Professor, Environmental Health Sciences, Mailman School of Public Health, Columbia University
September 30, 2009, 3:00 pm - 4:30 pm NJIT Campus Center Ballroom A
A farm on the 40th floor? That’s a distinct possibility according to Dickson Despommier, an advocate of "vertical farming." Despommier, who has a PhD in microbiology from the University of Notre Dame, has long been interested in the environment and the ecology of infectious disease transmission. This has led to his engagement in a project to produce food crops in tall, specially constructed urban buildings (www.verticalfarm.com). Using hydroponic and aeroponic technologies, no fertilizers of any type would be necessary.
As Despommier wrote in a New York Times op-ed on August 24, climate change and population growth could make farming as we know it today untenable in another half century. While a reliable food supply has benefited most of the civilized world, traditional farming has also damaged natural ecozones and created new health hazards.
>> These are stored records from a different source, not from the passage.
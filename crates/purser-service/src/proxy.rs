//! Uniform dispatch over the configured chains

use std::fmt;

use purser_core::{Address, Result};
use purser_params::Currency;
use rust_decimal::Decimal;
use serde::Deserialize;
use zeroize::Zeroizing;

use crate::chains::{AccountChain, TokenChain, UtxoChain};

/// A requested payment, before address validation
#[derive(Debug, Clone, Deserialize)]
pub struct PaymentRequest {
    /// Destination address as the caller supplied it
    pub address: String,
    /// Amount in chain-native units
    pub amount: Decimal,
}

impl PaymentRequest {
    /// Create a payment request
    pub fn new(address: impl Into<String>, amount: Decimal) -> Self {
        Self {
            address: address.into(),
            amount,
        }
    }
}

/// Transaction ids produced by one send
#[derive(Debug, Clone, PartialEq, Eq)]
pub enum SendOutcome {
    /// UTXO chains broadcast one transaction covering every payee
    Single(String),
    /// Account chains broadcast one transaction per payee, in payee order
    PerPayee(Vec<String>),
}

impl SendOutcome {
    /// All transaction ids, in broadcast order
    pub fn into_ids(self) -> Vec<String> {
        match self {
            SendOutcome::Single(id) => vec![id],
            SendOutcome::PerPayee(ids) => ids,
        }
    }
}

/// One configured currency behind the uniform wallet surface.
///
/// Deliberately a closed enum: adding a currency means adding a variant,
/// and the compiler walks every dispatch site.
pub enum ChainProxy {
    /// A chain accounted in unspent outputs
    Utxo(UtxoChain),
    /// The native account chain
    Account(AccountChain),
    /// A token contract riding the account chain
    Token(TokenChain),
}

impl fmt::Debug for ChainProxy {
    fn fmt(&self, f: &mut fmt::Formatter<'_>) -> fmt::Result {
        let family = match self {
            ChainProxy::Utxo(_) => "Utxo",
            ChainProxy::Account(_) => "Account",
            ChainProxy::Token(_) => "Token",
        };
        f.debug_struct("ChainProxy")
            .field("family", &family)
            .field("currency", &self.currency())
            .finish()
    }
}

impl ChainProxy {
    /// Currency this proxy serves
    pub fn currency(&self) -> Currency {
        match self {
            ChainProxy::Utxo(chain) => chain.currency(),
            ChainProxy::Account(chain) => chain.currency(),
            ChainProxy::Token(chain) => chain.currency(),
        }
    }

    /// Validate an address, returning its canonical form; `None` when it
    /// does not pass this chain's rules
    pub fn validate_addr(&self, address: &str) -> Option<Address> {
        match self {
            ChainProxy::Utxo(chain) => chain.validate_addr(address),
            ChainProxy::Account(chain) => chain.validate_addr(address),
            ChainProxy::Token(chain) => chain.validate_addr(address),
        }
    }

    /// Create a keypair, with chain-specific setup side effects: UTXO
    /// chains register the address watch-only, the token chain grants gas
    /// money from its reservoir when one is configured.
    pub async fn create_wallet(&self) -> Result<(Address, Zeroizing<String>)> {
        match self {
            ChainProxy::Utxo(chain) => chain.create_wallet().await,
            ChainProxy::Account(chain) => chain.create_wallet().await,
            ChainProxy::Token(chain) => chain.create_wallet().await,
        }
    }

    /// Dispatch payments, returning ids shaped by the chain family
    pub async fn send_money(
        &self,
        private_key: &str,
        payees: &[PaymentRequest],
    ) -> Result<SendOutcome> {
        match self {
            ChainProxy::Utxo(chain) => chain
                .send_money(private_key, payees)
                .await
                .map(SendOutcome::Single),
            ChainProxy::Account(chain) => chain
                .send_money(private_key, payees)
                .await
                .map(SendOutcome::PerPayee),
            ChainProxy::Token(chain) => chain
                .send_money(private_key, payees)
                .await
                .map(SendOutcome::PerPayee),
        }
    }

    /// Balance of an address, in chain-native units
    pub async fn get_balance(&self, address: &str) -> Result<Decimal> {
        match self {
            ChainProxy::Utxo(chain) => chain.get_balance(address).await,
            ChainProxy::Account(chain) => chain.get_balance(address).await,
            ChainProxy::Token(chain) => chain.get_balance(address).await,
        }
    }
}
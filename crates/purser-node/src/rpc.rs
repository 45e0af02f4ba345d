//! JSON-RPC transport
//!
//! One client speaks both dialects in use here: the `version: "1.1"`
//! envelope bitcoind-family nodes expect, and the `jsonrpc: "2.0"`
//! envelope account-chain nodes expect. Node-reported errors become
//! [`Error::ChainRpc`], except for the one rejection the dispatch layer
//! reacts to, which is surfaced as [`Error::UnderpricedReplacement`].

use std::sync::atomic::{AtomicU64, Ordering};

use serde::de::DeserializeOwned;
use serde::Deserialize;
use serde_json::{json, Value};
use tracing::debug;

use purser_core::{Error, Result};

/// Exact node message for a rejected same-nonce replacement
pub const UNDERPRICED_MESSAGE: &str = "replacement transaction underpriced";

/// Envelope dialect of the remote node
#[derive(Debug, Clone, Copy, PartialEq, Eq)]
pub enum RpcFlavor {
    /// bitcoind-family `version: "1.1"` envelope
    Legacy,
    /// `jsonrpc: "2.0"` envelope
    V2,
}

#[derive(Debug, Deserialize)]
struct WireError {
    #[serde(default)]
    code: i64,
    message: String,
    #[serde(default)]
    data: Option<Value>,
}

#[derive(Debug, Deserialize)]
struct WireResponse {
    #[serde(default)]
    result: Option<Value>,
    #[serde(default)]
    error: Option<WireError>,
}

/// JSON-RPC client for one node endpoint
pub struct JsonRpcClient {
    http: reqwest::Client,
    url: String,
    flavor: RpcFlavor,
    auth: Option<(String, String)>,
    next_id: AtomicU64,
}

impl JsonRpcClient {
    /// Client for an unauthenticated endpoint
    pub fn new(url: impl Into<String>, flavor: RpcFlavor) -> Result<Self> {
        Self::build(url.into(), flavor, None)
    }

    /// Client for an endpoint behind HTTP basic auth
    pub fn with_basic_auth(
        url: impl Into<String>,
        flavor: RpcFlavor,
        username: impl Into<String>,
        password: impl Into<String>,
    ) -> Result<Self> {
        Self::build(url.into(), flavor, Some((username.into(), password.into())))
    }

    fn build(url: String, flavor: RpcFlavor, auth: Option<(String, String)>) -> Result<Self> {
        let http = reqwest::Client::builder()
            .build()
            .map_err(|e| Error::Network(format!("Failed to build HTTP client: {}", e)))?;
        Ok(Self {
            http,
            url,
            flavor,
            auth,
            next_id: AtomicU64::new(1),
        })
    }

    /// Issue one call and deserialize the `result` field.
    ///
    /// `params` is passed through as-is and should be a JSON array, built
    /// with [`serde_json::json!`].
    pub async fn call<R: DeserializeOwned>(&self, method: &str, params: Value) -> Result<R> {
        let id = self.next_id.fetch_add(1, Ordering::Relaxed);
        let payload = envelope(self.flavor, method, params, id);
        debug!(method, id, url = %self.url, "rpc call");

        let mut request = self.http.post(&self.url).json(&payload);
        if let Some((username, password)) = &self.auth {
            request = request.basic_auth(username, Some(password));
        }
        let response = request
            .send()
            .await
            .map_err(|e| Error::Network(format!("{} request failed: {}", method, e)))?;

        // bitcoind reports RPC errors with a 500 status and a normal JSON
        // body, so try the body before judging the status line.
        let status = response.status();
        let body = response
            .text()
            .await
            .map_err(|e| Error::Network(format!("{} response unreadable: {}", method, e)))?;
        let wire: WireResponse = match serde_json::from_str(&body) {
            Ok(wire) => wire,
            Err(_) if !status.is_success() => {
                return Err(Error::Network(format!(
                    "{} returned HTTP {}",
                    method, status
                )));
            }
            Err(e) => {
                return Err(Error::Network(format!(
                    "Malformed response for {}: {}",
                    method, e
                )));
            }
        };

        let value = interpret(method, wire)?;
        serde_json::from_value(value).map_err(Error::from)
    }
}

/// Build the request envelope for one dialect
fn envelope(flavor: RpcFlavor, method: &str, params: Value, id: u64) -> Value {
    match flavor {
        RpcFlavor::Legacy => json!({
            "version": "1.1",
            "method": method,
            "params": params,
            "id": id,
        }),
        RpcFlavor::V2 => json!({
            "jsonrpc": "2.0",
            "method": method,
            "params": params,
            "id": id,
        }),
    }
}

/// Turn a parsed response into the result value or a mapped error
fn interpret(method: &str, wire: WireResponse) -> Result<Value> {
    if let Some(error) = wire.error {
        if error.message == UNDERPRICED_MESSAGE {
            return Err(Error::UnderpricedReplacement {
                attempts: 0,
                submitted: vec![],
            });
        }
        return Err(Error::ChainRpc {
            method: method.to_string(),
            message: error.message,
            raw: Some(json!({ "code": error.code, "data": error.data })),
        });
    }
    Ok(wire.result.unwrap_or(Value::Null))
}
Infectious diseases occur with devastating regularity at the tropical and sub-tropical agricultural interface. Exposure to toxic levels of some agrochemicals is another associated health risk. Further, with the world’s population expected to rise to at least 8.6 billion over the next 50 years, the farmland available will not produce adequate food using current technologies.
Vertical urban farms could help to repair many of the world’s damaged ecosystems and moderate global climate change. Social benefits include fostering a sustainable urban environment that encourages good health, new employment opportunities, fewer abandoned lots and buildings, cleaner air, and an abundant supply of safe drinking water.